Limitations & Future Work¶
- The paper focuses on page-level reconstruction. Real LaTeX projects involve cross-page structures, global macros, shared bibliographies, and long-distance references, which single-page concatenation cannot fully guarantee.
- CSR is crucial for usability but is sensitive to compilation environments, missing packages, and preamble strategies. Custom templates further complicate the task.
- Data largely comes from arXiv; coverage for non-English papers, complex templates, handwritten annotations, and low-quality scans needs expansion.
- RLVR rewards utilize pass/fail tests, which are sparse.

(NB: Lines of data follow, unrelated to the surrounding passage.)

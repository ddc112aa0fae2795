//! Viewer state: latched instrument readings, acceleration baseline and the
//! rolling deviation window for the selected axis.
//!
//! One `ViewState` lives behind a single mutex. The connector's receive loop
//! writes through `ingest`, the input loop through the axis selectors, and
//! the render loop reads a whole frame under the same lock.

use std::collections::VecDeque;
use std::sync::{Arc, Mutex, MutexGuard};

use crate::domain::{Acceleration, Axis, Snapshot};

pub type SharedState = Arc<Mutex<ViewState>>;

/// lock the shared state, recovering it if a holder panicked
pub fn lock(state: &Mutex<ViewState>) -> MutexGuard<'_, ViewState> {
    state.lock().unwrap_or_else(|poisoned| poisoned.into_inner())
}

/// fixed-capacity FIFO of deviations, oldest first
#[derive(Debug, Clone)]
pub struct RollingWindow {
    samples: VecDeque<f64>,
    capacity: usize,
}

impl RollingWindow {
    pub fn new(capacity: usize) -> Self {
        let capacity = capacity.max(1);
        Self { samples: VecDeque::with_capacity(capacity), capacity }
    }

    /// append one sample; returns the evicted oldest one when full
    pub fn push(&mut self, value: f64) -> Option<f64> {
        let evicted = if self.samples.len() == self.capacity { self.samples.pop_front() } else { None };
        self.samples.push_back(value);
        evicted
    }

    pub fn clear(&mut self) {
        self.samples.clear();
    }

    pub fn len(&self) -> usize {
        self.samples.len()
    }

    pub fn is_empty(&self) -> bool {
        self.samples.is_empty()
    }

    pub fn capacity(&self) -> usize {
        self.capacity
    }

    pub fn iter(&self) -> impl DoubleEndedIterator<Item = f64> + ExactSizeIterator + '_ {
        self.samples.iter().copied()
    }

    /// `max(|max|, |min|)` over the window, 0.0 when empty
    pub fn magnitude(&self) -> f64 {
        self.samples.iter().fold(0.0, |acc: f64, v| acc.max(v.abs()))
    }
}

#[derive(Debug, Clone)]
pub enum Baseline {
    Collecting { x: Vec<f64>, y: Vec<f64>, z: Vec<f64> },
    Calibrated(Acceleration),
}

impl Default for Baseline {
    fn default() -> Self {
        Baseline::Collecting { x: Vec::new(), y: Vec::new(), z: Vec::new() }
    }
}

impl Baseline {
    pub fn is_calibrated(&self) -> bool {
        matches!(self, Baseline::Calibrated(_))
    }

    pub fn reference(&self) -> Option<Acceleration> {
        match self {
            Baseline::Calibrated(reference) => Some(*reference),
            Baseline::Collecting { .. } => None,
        }
    }

    /// number of complete samples gathered so far (0 once calibrated)
    pub fn collected(&self) -> usize {
        match self {
            Baseline::Collecting { z, .. } => z.len(),
            Baseline::Calibrated(_) => 0,
        }
    }

    fn collect(&mut self, sample: Acceleration) {
        if let Baseline::Collecting { x, y, z } = self {
            x.push(sample.x);
            y.push(sample.y);
            z.push(sample.z);
        }
    }

    /// freeze the per-axis means; an axis with no samples gets 0.0
    fn calibrate(&mut self) -> Acceleration {
        let reference = match self {
            Baseline::Calibrated(reference) => return *reference,
            Baseline::Collecting { x, y, z } => Acceleration { x: mean(x), y: mean(y), z: mean(z) },
        };
        *self = Baseline::Calibrated(reference);
        reference
    }
}

fn mean(values: &[f64]) -> f64 {
    if values.is_empty() {
        0.0
    } else {
        values.iter().sum::<f64>() / values.len() as f64
    }
}

#[derive(Debug, Clone)]
pub struct ViewState {
    latched: Snapshot,
    baseline: Baseline,
    window: RollingWindow,
    axis: Axis,
    latest: Option<Acceleration>,
}

impl ViewState {
    pub fn new(capacity: usize) -> Self {
        Self {
            latched: Snapshot::default(),
            baseline: Baseline::default(),
            window: RollingWindow::new(capacity),
            axis: Axis::default(),
            latest: None,
        }
    }

    pub fn shared(capacity: usize) -> SharedState {
        Arc::new(Mutex::new(Self::new(capacity)))
    }

    /// apply one inbound snapshot
    pub fn ingest(&mut self, snapshot: &Snapshot) {
        for (channel, value) in snapshot.present() {
            if !channel.is_acceleration() {
                self.latched.set(channel, value);
            }
        }

        // partial acceleration is ignored for both baseline and chart
        let Some(sample) = snapshot.acceleration() else {
            return;
        };
        self.latest = Some(sample);

        match &self.baseline {
            Baseline::Collecting { .. } => self.baseline.collect(sample),
            Baseline::Calibrated(reference) => {
                let deviation = sample.component(self.axis) - reference.component(self.axis);
                self.window.push(deviation);
            }
        }
    }

    /// end the collection phase; idempotent
    pub fn calibrate(&mut self) -> Acceleration {
        self.baseline.calibrate()
    }

    pub fn select_next_axis(&mut self) -> Axis {
        self.select_axis(self.axis.next())
    }

    pub fn select_previous_axis(&mut self) -> Axis {
        self.select_axis(self.axis.previous())
    }

    /// switch the charted axis; the window restarts, the baseline stays
    pub fn select_axis(&mut self, axis: Axis) -> Axis {
        self.axis = axis;
        self.window.clear();
        axis
    }

    pub fn axis(&self) -> Axis {
        self.axis
    }

    pub fn window(&self) -> &RollingWindow {
        &self.window
    }

    pub fn baseline(&self) -> &Baseline {
        &self.baseline
    }

    pub fn latched(&self) -> &Snapshot {
        &self.latched
    }

    /// latest complete sample minus the baseline, once calibrated
    pub fn latest_deviation(&self) -> Option<Acceleration> {
        let reference = self.baseline.reference()?;
        let latest = self.latest?;
        Some(Acceleration {
            x: latest.x - reference.x,
            y: latest.y - reference.y,
            z: latest.z - reference.z,
        })
    }
}

#[cfg(test)]
mod tests {
    use super::*;
    use crate::domain::Channel;

    fn accel(x: f64, y: f64, z: f64) -> Snapshot {
        let mut s = Snapshot::default();
        s.set(Channel::AccelerationX, x);
        s.set(Channel::AccelerationY, y);
        s.set(Channel::AccelerationZ, z);
        s
    }

    fn close(a: f64, b: f64) -> bool {
        (a - b).abs() < 1e-9
    }

    #[test]
    fn test_calibration_then_deviation() {
        let mut state = ViewState::new(80);
        for _ in 0..100 {
            state.ingest(&accel(1.0, 0.0, 9.8));
        }
        assert_eq!(state.baseline().collected(), 100);
        assert!(state.window().is_empty());

        let reference = state.calibrate();
        assert!(close(reference.x, 1.0));
        assert!(close(reference.y, 0.0));
        assert!(close(reference.z, 9.8));

        state.ingest(&accel(1.0, 0.0, 10.3));
        let samples: Vec<f64> = state.window().iter().collect();
        assert_eq!(samples.len(), 1);
        assert!(close(samples[0], 0.5));

        let deviation = state.latest_deviation().unwrap();
        assert!(close(deviation.z, 0.5));
        assert!(close(deviation.x, 0.0));
    }

    #[test]
    fn test_empty_baseline_is_exactly_zero() {
        let mut state = ViewState::new(80);
        let reference = state.calibrate();
        assert_eq!(reference, Acceleration { x: 0.0, y: 0.0, z: 0.0 });

        state.ingest(&accel(0.1, 0.2, 0.3));
        assert_eq!(state.window().iter().collect::<Vec<_>>(), vec![0.3]);
    }

    #[test]
    fn test_calibrate_is_idempotent() {
        let mut state = ViewState::new(80);
        state.ingest(&accel(0.0, 0.0, 2.0));
        let first = state.calibrate();
        state.ingest(&accel(0.0, 0.0, 4.0));
        assert_eq!(state.calibrate(), first);
    }

    #[test]
    fn test_window_evicts_oldest_beyond_capacity() {
        let mut state = ViewState::new(80);
        state.calibrate();
        for i in 0..81 {
            state.ingest(&accel(0.0, 0.0, i as f64));
        }
        let samples: Vec<f64> = state.window().iter().collect();
        assert_eq!(samples.len(), 80);
        assert_eq!(samples[0], 1.0);
        assert_eq!(samples[79], 80.0);
    }

    #[test]
    fn test_rolling_window_reports_eviction() {
        let mut window = RollingWindow::new(2);
        assert_eq!(window.push(1.0), None);
        assert_eq!(window.push(-3.0), None);
        assert_eq!(window.push(2.0), Some(1.0));
        assert_eq!(window.magnitude(), 3.0);
    }

    #[test]
    fn test_axis_change_clears_window_keeps_baseline() {
        let mut state = ViewState::new(80);
        state.ingest(&accel(1.0, 2.0, 3.0));
        state.calibrate();
        state.ingest(&accel(1.5, 2.0, 3.0));
        assert_eq!(state.window().len(), 1);

        assert_eq!(state.select_next_axis(), Axis::X);
        assert!(state.window().is_empty());
        assert!(state.baseline().is_calibrated());

        state.ingest(&accel(1.5, 2.0, 3.0));
        assert_eq!(state.window().iter().collect::<Vec<_>>(), vec![0.5]);

        assert_eq!(state.select_previous_axis(), Axis::Z);
        assert!(state.window().is_empty());
    }

    #[test]
    fn test_partial_acceleration_is_ignored() {
        let mut state = ViewState::new(80);
        let mut partial = Snapshot::default();
        partial.set(Channel::AccelerationZ, 9.8);
        partial.set(Channel::Temperature, 21.5);
        state.ingest(&partial);

        assert_eq!(state.baseline().collected(), 0);
        assert_eq!(state.latched().temperature, Some(21.5));

        state.calibrate();
        state.ingest(&partial);
        assert!(state.window().is_empty());
        assert!(state.latest_deviation().is_none());
    }

    #[test]
    fn test_latched_readings_survive_snapshots_without_them() {
        let mut state = ViewState::new(80);
        let mut climate = Snapshot::default();
        climate.set(Channel::Humidity, 44.0);
        climate.set(Channel::Adc1, 1.25);
        state.ingest(&climate);
        state.ingest(&accel(0.0, 0.0, 1.0));

        assert_eq!(state.latched().humidity, Some(44.0));
        assert_eq!(state.latched().adc1, Some(1.25));
        assert_eq!(state.latched().co2, None);
        assert_eq!(state.latched().acceleration_z, None);
    }
}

Future work could incorporate differentiable rendering similarity and compiler log localization for finer-grained rewards.
- Code/data links are not clearly preserved in the current cache; replication requires model weights or further confirmation from the HTML anchors.
Related Work & Insights¶
- vs. PDF-to-Markdown OCR: READoc and olmOCRBench evaluate text extraction; this work requires LaTeX structure and compilation, aligning closer to scientific publishing workflows.
- vs. formula/table LaTeX transcription: CMER-Bench and Table2LaTeX-RL focus on local elements; TeXOCR unifies formulas, tables, and full-text compilation.
- vs. RL in olmOCR2 / DianJin-OCR-R1: These utilize task-specific rewards for reading order or Markdown; this work extends verifiable rewards to compilable LaTeX invariants.
- vs. General MLLM OCR: While Qwen and InternVL provide strong visual recognition, they lag in structural metrics without training on LaTeX engineering constraints.
Rating¶
- Novelty: ⭐⭐⭐⭐☆ Page-to-LaTeX is not entirely new, but the combination of benchmark, dataset, and RLVR unit test rewards is comprehensive.
- Experimental Thoroughness: ⭐⭐⭐⭐⭐ Covers 21 models, nine metrics, training ablations, and error analysis with a solid chain of evidence.
- Writing Quality: ⭐⭐⭐⭐☆ Motivations and designs are clear, though some resource links require more clarity.
- Value: ⭐⭐⭐⭐⭐ Highly valuable for scientific OCR, executable document generation, and RLVR applications; serves as a strong baseline for future PDF-to-LaTeX work.